Yields about 30 carob balls.

Ingredients:
7 oz. Petit Beurre biscuits
1/2 cup carob powder
2/3 cup sugar
1 cup butter, softened
1/4 cup milk
1 cup shredded coconut

Carob Balls.
Vered Guttman

Directions:
1. Put biscuits in a large bag such as a ziplock bag, and lightly beat with a rolling pin or a meat tenderizer to create rice-size crumbs. Transfer to a large bowl.

2. Add carob powder and sugar to the bowl, and mix. Add butter and milk, and mix thoroughly using your hands. Cover with plastic wrap and transfer to the fridge for 20-30 minutes.

3. In the meantime, heat the oven to 350 degrees Fahrenheit (180 degrees Celsius). Spread shredded coconut over a baking sheet and bake for 4-5- minutes until medium-brown in color. Cool on a rack.

4. Transfer coconut to a small bowl. Create 1-inch balls out of the carob mixture and roll them in the coconut. Arrange on a tray, cover with plastic wrap and chill for 30 minutes before serving (if you can resist for that long!) Keep in the fridge up to 4 days.

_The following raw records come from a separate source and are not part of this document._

//! Job-related API endpoints

use lumen_core::domain::job::JobHandle;
use lumen_core::domain::result::JobResult;
use lumen_core::dto::envelope::unwrap_payload;
use lumen_core::dto::job::{CreateJob, CreatedJob};
use serde_json::Value;
use tracing::debug;

use crate::error::{ClientError, Result};
use crate::{ServiceClient, handle_response};

impl ServiceClient {
    // =============================================================================
    // Job Lifecycle
    // =============================================================================

    /// Create a new visual-testing job
    ///
    /// Sends exactly one request. A non-success status is returned as an
    /// error carrying the status code and body; there is no retry.
    ///
    /// # Returns
    /// The job handle, with a dashboard link derived from the new job id
    pub async fn create_job(&self, req: &CreateJob) -> Result<JobHandle> {
        let url = format!("{}/v1/jobs", self.base_url);
        let response = self
            .client
            .post(&url)
            .bearer_auth(&self.api_key)
            .json(req)
            .send()
            .await?;

        let body: Value = handle_response(response).await?;
        let created: CreatedJob = serde_json::from_value(unwrap_payload(body)).map_err(|e| {
            ClientError::ParseError(format!("Create job response has no job id: {}", e))
        })?;

        debug!("Service accepted job {}", created.id);

        Ok(JobHandle {
            dashboard_url: self.dashboard_url(&created.id),
            id: created.id,
        })
    }

    /// Read the current status payload of a job
    ///
    /// The payload is unwrapped from its envelope and parsed leniently, so
    /// a successful response always yields a [`JobResult`].
    ///
    /// # Arguments
    /// * `job_id` - The service-issued job id
    /// * `project_id` - The project the job belongs to
    pub async fn get_job(&self, job_id: &str, project_id: &str) -> Result<JobResult> {
        let url = format!("{}/v1/jobs/{}", self.base_url, job_id);
        let response = self
            .client
            .get(&url)
            .bearer_auth(&self.api_key)
            .query(&[("projectId", project_id)])
            .send()
            .await?;

        let body: Value = handle_response(response).await?;
        Ok(JobResult::from_value(&unwrap_payload(body)))
    }
}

Carob, orange and pistachio rugelach

This recipe is based on an old Bon Appetit recipe for rugelach, but with a different filling. This combination of carob chips, dates, orange marmalade, pistachio and cardamom is more Israeli.

Yields 32 rugelach.

For the dough:
2 cups all-purpose flour, plus more for dusting
2 tablespoons sugar
1 teaspoon salt
1 cup (2 sticks) chilled unsalted butter, cut into 1/2-inch pieces
8 ounces chilled cream cheese, cut into 1/2-inch pieces

For the filling:
1/3 cup sugar
1 teaspoon ground cinnamon
1/2 teaspoon cinnamon
Pinch nutmeg
3/4 cup orange marmalade (or apricot jam)
1/2 cup carob chips
1/2 cup chopped dates
1/2 cup finely chopped pistachio
1/4 cup whipping cream

Preparation:

1. Prepare the dough: Blend first 3 ingredients in food processor. Add butter and cream cheese, and mix using the pulse button until a dough begins to form. Gather dough into a ball. Divide dough into 4 equal pieces; flatten into disks. Wrap each in plastic and refrigerate for 1 hour.    

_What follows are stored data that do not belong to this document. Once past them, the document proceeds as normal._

//! Bridge-facing session
//!
//! [`Session`] is the surface the host bridge talks to: it owns the
//! active [`InputSource`] and dispatches derived-data requests to the
//! worker pool. Synchronous operations (`open_file`, `get_samples`) fail
//! immediately with a typed error; asynchronous operations return a
//! [`JobHandle`] that carries either the result buffer or the error.
//!
//! The source is held behind an `Arc`: replacing it with `open_file` (or
//! dropping it with `close`) leaves in-flight jobs reading the old
//! mapping, which stays alive until the last job finishes.
//!
//! ## Example
//!
//! ```rust,ignore
//! use iqscope::session::Session;
//!
//! let mut session = Session::new();
//! let info = session.open_file("capture.sigmf-meta", None)?;
//! println!("{} samples at {} Hz", info.total_samples, info.sample_rate);
//!
//! let tile = session.compute_fft_tile(0, 1024, 1)?.wait()?;
//! ```

use std::path::{Path, PathBuf};
use std::sync::Arc;

use tracing::info;

use crate::bandpass::bandpass_filter;
use crate::correlation::{cross_correlate, self_correlate};
use crate::input_source::InputSource;
use crate::job::{submit, JobHandle};
use crate::sample_format::SampleFormat;
use crate::sigmf::{write_recording, SigMfWriteConfig};
use crate::spectrogram::{compute_tile, SpectrogramTile, TileRequest};
use crate::types::{Complex32, EngineError, EngineResult, SampleBuffer};

/// Summary of a freshly opened recording.
#[derive(Debug, Clone)]
pub struct FileInfo {
    /// Path of the mapped data file.
    pub path: PathBuf,
    /// Detected or overridden sample format.
    pub format: SampleFormat,
    /// Sample rate in Hz.
    pub sample_rate: f64,
    /// Whole samples in the file.
    pub total_samples: usize,
    /// File size in bytes.
    pub file_size: u64,
    /// Center frequency, when metadata supplied a non-zero one.
    pub center_frequency: Option<f64>,
    /// Raw SigMF metadata JSON, when a sidecar was read.
    pub sigmf_meta_json: Option<String>,
}

/// Correlation mode and its parameters.
#[derive(Debug, Clone)]
pub enum CorrelationMode {
    /// Cross-correlate a pattern file against the window.
    File {
        /// Path of the pattern recording.
        pattern_path: PathBuf,
        /// Optional format override for the pattern file.
        pattern_format: Option<SampleFormat>,
    },
    /// Sliding cyclic-prefix self-correlation within the window.
    SelfSync {
        /// Symbol length in samples.
        tu: usize,
        /// Cyclic prefix length in samples.
        cp_len: usize,
    },
}

/// A correlation request over a window of the active source.
#[derive(Debug, Clone)]
pub struct CorrelationConfig {
    /// First sample of the search window.
    pub window_start: usize,
    /// Window length in samples (clamped to the file).
    pub window_length: usize,
    /// Mode-specific parameters.
    pub mode: CorrelationMode,
}

/// Parameters for a SigMF export.
#[derive(Debug, Clone)]
pub struct ExportConfig {
    /// Output base path; `<path>.sigmf-data` and `<path>.sigmf-meta` are
    /// written.
    pub output_path: PathBuf,
    /// First exported sample.
    pub start_sample: usize,
    /// One past the last exported sample.
    pub end_sample: usize,
    /// Sample rate recorded in the metadata.
    pub sample_rate: f64,
    /// Whether to bandpass-filter the slice before writing.
    pub apply_bandpass: bool,
    /// Lower band edge in Hz (relative to baseband).
    pub bandpass_low: f64,
    /// Upper band edge in Hz.
    pub bandpass_high: f64,
    /// Center frequency recorded in the metadata; omitted when zero.
    pub center_frequency: f64,
    /// Optional description.
    pub description: Option<String>,
    /// Optional author.
    pub author: Option<String>,
}

/// Result of a completed export.
#[derive(Debug, Clone)]
pub struct ExportInfo {
    /// Path of the written data file.
    pub data_path: PathBuf,
    /// Path of the written meta file.
    pub meta_path: PathBuf,
    /// Samples written after clamping.
    pub samples_written: usize,
}

/// The engine surface exposed to the host bridge. One active source at a
/// time; derived data is computed on the worker pool.
#[derive(Debug, Default)]
pub struct Session {
    source: Option<Arc<InputSource>>,
}

impl Session {
    /// Create a session with no open source.
    pub fn new() -> Self {
        Self::default()
    }

    /// Open a recording, replacing any active source.
    pub fn open_file(
        &mut self,
        path: impl AsRef<Path>,
        format: Option<SampleFormat>,
    ) -> EngineResult<FileInfo> {
        let source = InputSource::open(path, format)?;
        let info = FileInfo {
            path: source.path().to_path_buf(),
            format: source.format(),
            sample_rate: source.sample_rate(),
            total_samples: source.total_samples(),
            file_size: source.file_size(),
            center_frequency: (source.center_frequency() != 0.0)
                .then(|| source.center_frequency()),
            sigmf_meta_json: source.sigmf_meta_json().map(str::to_owned),
        };
        info!(path = %info.path.display(), format = %info.format, "source replaced");
        self.source = Some(source);
        Ok(info)
    }

    /// Release the active source. Idempotent.
    pub fn close(&mut self) {
        if self.source.take().is_some() {
            info!("source closed");
        }
    }

    /// Whether a source is open.
    pub fn is_open(&self) -> bool {
        self.source.is_some()
    }

    /// The active source.
    pub fn source(&self) -> EngineResult<&Arc<InputSource>> {
        self.source.as_ref().ok_or(EngineError::NotOpen)
    }

    /// Read samples `[start, start+length)` from the active source,
    /// clamped to the file; empty when `start` is past the end.
    ///
    /// The bridge flattens the result to interleaved I/Q floats with
    /// [`crate::types::to_interleaved`].
    pub fn get_samples(&self, start: usize, length: usize) -> EngineResult<SampleBuffer> {
        Ok(self.source()?.read(start, length))
    }

    /// Read `length` samples at indices `start + i·stride` (see
    /// [`InputSource::read_strided`]).
    pub fn get_samples_strided(
        &self,
        start: usize,
        length: usize,
        stride: usize,
    ) -> EngineResult<SampleBuffer> {
        Ok(self.source()?.read_strided(start, length, stride))
    }

    /// One-shot open/read/close of an arbitrary file, without disturbing
    /// the active source.
    pub fn read_file_samples(
        path: impl AsRef<Path>,
        format: Option<SampleFormat>,
        start: usize,
        length: usize,
    ) -> EngineResult<SampleBuffer> {
        let source = InputSource::open(path, format)?;
        Ok(source.read(start, length))
    }

    /// Compute a spectrogram tile on the worker pool.
    pub fn compute_fft_tile(
        &self,
        start_sample: usize,
        fft_size: usize,
        zoom_level: usize,
    ) -> EngineResult<JobHandle<SpectrogramTile>> {
        let source = Arc::clone(self.source()?);
        let request = TileRequest {
            start_sample,
            fft_size,
            zoom_level,
        };
        Ok(submit("tile", move || compute_tile(&source, request)))
    }

    /// Run a correlation over a window of the active source on the worker
    /// pool.
    ///
    /// In file mode the pattern recording is opened inside the job and the
    /// shorter sequence slides through the longer one; in self mode the
    /// window is correlated against itself at symbol distance `tu`.
    pub fn correlate(&self, config: CorrelationConfig) -> EngineResult<JobHandle<Vec<f32>>> {
        let source = Arc::clone(self.source()?);
        Ok(submit("correlation", move || {
            let window = source.read(config.window_start, config.window_length);
            match config.mode {
                CorrelationMode::File {
                    pattern_path,
                    pattern_format,
                } => {
                    let pattern_source = InputSource::open(&pattern_path, pattern_format)?;
                    let pattern =
                        pattern_source.read(0, pattern_source.total_samples());
                    Ok(cross_correlate(&window, &pattern))
                }
                CorrelationMode::SelfSync { tu, cp_len } => {
                    self_correlate(&window, tu, cp_len)
                }
            }
        }))
    }

    /// Export a slice of the active source as a SigMF recording, on the
    /// worker pool.
    ///
    /// With `apply_bandpass` set, the band `[bandpass_low, bandpass_high]`
    /// is mixed to baseband and low-pass filtered before writing.
    pub fn export_sigmf(&self, config: ExportConfig) -> EngineResult<JobHandle<ExportInfo>> {
        let source = Arc::clone(self.source()?);
        Ok(submit("export", move || {
            if config.end_sample < config.start_sample {
                return Err(EngineError::InvalidArgument(format!(
                    "end_sample {} precedes start_sample {}",
                    config.end_sample, config.start_sample
                )));
            }
            let count = config.end_sample - config.start_sample;
            let mut samples: Vec<Complex32> = source.read(config.start_sample, count);

            if config.apply_bandpass {
                let center = (config.bandpass_low + config.bandpass_high) / 2.0;
                let bandwidth = (config.bandpass_high - config.bandpass_low).abs();
                samples = bandpass_filter(&samples, center, bandwidth, config.sample_rate);
            }

            let write_config = SigMfWriteConfig {
                sample_rate: config.sample_rate,
                center_frequency: config.center_frequency,
                description: config.description.clone(),
                author: config.author.clone(),
                sample_start: 0,
                sample_count: samples.len() as u64,
                ..Default::default()
            };
            let (data_path, meta_path) =
                write_recording(&config.output_path, &write_config, &samples)?;
            Ok(ExportInfo {
                data_path,
                meta_path,
                samples_written: samples.len(),
            })
        }))
    }
}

2. For the filling: Line large baking sheet with parchment paper. Mix sugar and spices in a small bowl. Roll out 1 dough disk on floured surface to a 9-inch round. Spread 3 tablespoons of orange marmalade over the dough, leaving a 1-inch border. Sprinkle with 2 tablespoons carob chips, then 2 tablespoons chopped dates, 2 tablespoons spiced sugar and 2 tablespoons pistachio. Press filling firmly so it adheres to the dough.

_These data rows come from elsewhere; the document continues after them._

//! Numerically controlled oscillator
//!
//! Phase-accumulator oscillator used by the export path to translate a
//! band of interest down to baseband before low-pass filtering. The phase
//! accumulates in f64 and wraps to ±π so long blocks stay drift-free.

use std::f64::consts::PI;

use crate::types::Complex32;

/// Complex oscillator with exact phase tracking.
#[derive(Debug, Clone)]
pub struct Nco {
    phase: f64,
    phase_inc: f64,
}

impl Nco {
    /// Create an oscillator at `frequency` Hz for the given sample rate,
    /// starting at phase 0.
    pub fn new(frequency: f64, sample_rate: f64) -> Self {
        Self {
            phase: 0.0,
            phase_inc: 2.0 * PI * frequency / sample_rate,
        }
    }

    /// Generate one sample of `exp(jφ)` and advance the phase.
    pub fn step(&mut self) -> Complex32 {
        let sample = Complex32::new(self.phase.cos() as f32, self.phase.sin() as f32);
        self.phase += self.phase_inc;
        if self.phase > PI {
            self.phase -= 2.0 * PI;
        } else if self.phase < -PI {
            self.phase += 2.0 * PI;
        }
        sample
    }

    /// Mix a block down to baseband in place: each sample is multiplied by
    /// `exp(−jφ)`, shifting the oscillator frequency to DC.
    pub fn mix_down_inplace(&mut self, samples: &mut [Complex32]) {
        for s in samples.iter_mut() {
            let lo = self.step();
            *s *= lo.conj();
        }
    }

    /// Current phase in radians.
    pub fn phase(&self) -> f64 {
        self.phase
    }
}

3. Cut dough round into 8 equal wedges. Starting at the wide end of each wedge, roll up tightly. Arrange rugelach, tip side down, on prepared baking sheet, spacing 1 1/2  inches apart and bending slightly to form crescents. Repeat with remaining dough disks. Place baking sheet in freezer for 45 minutes.

4. Position rack in the center of the oven and preheat to 375 degrees Fahrenheit (190 degrees Celsius). Brush cookies lightly with whipping cream. Bake frozen rugelach until golden brown, about 35-40 minutes. Transfer rugelach to cooling racks and cool completely. Store in an airtight container at room temperature for up to 1 week.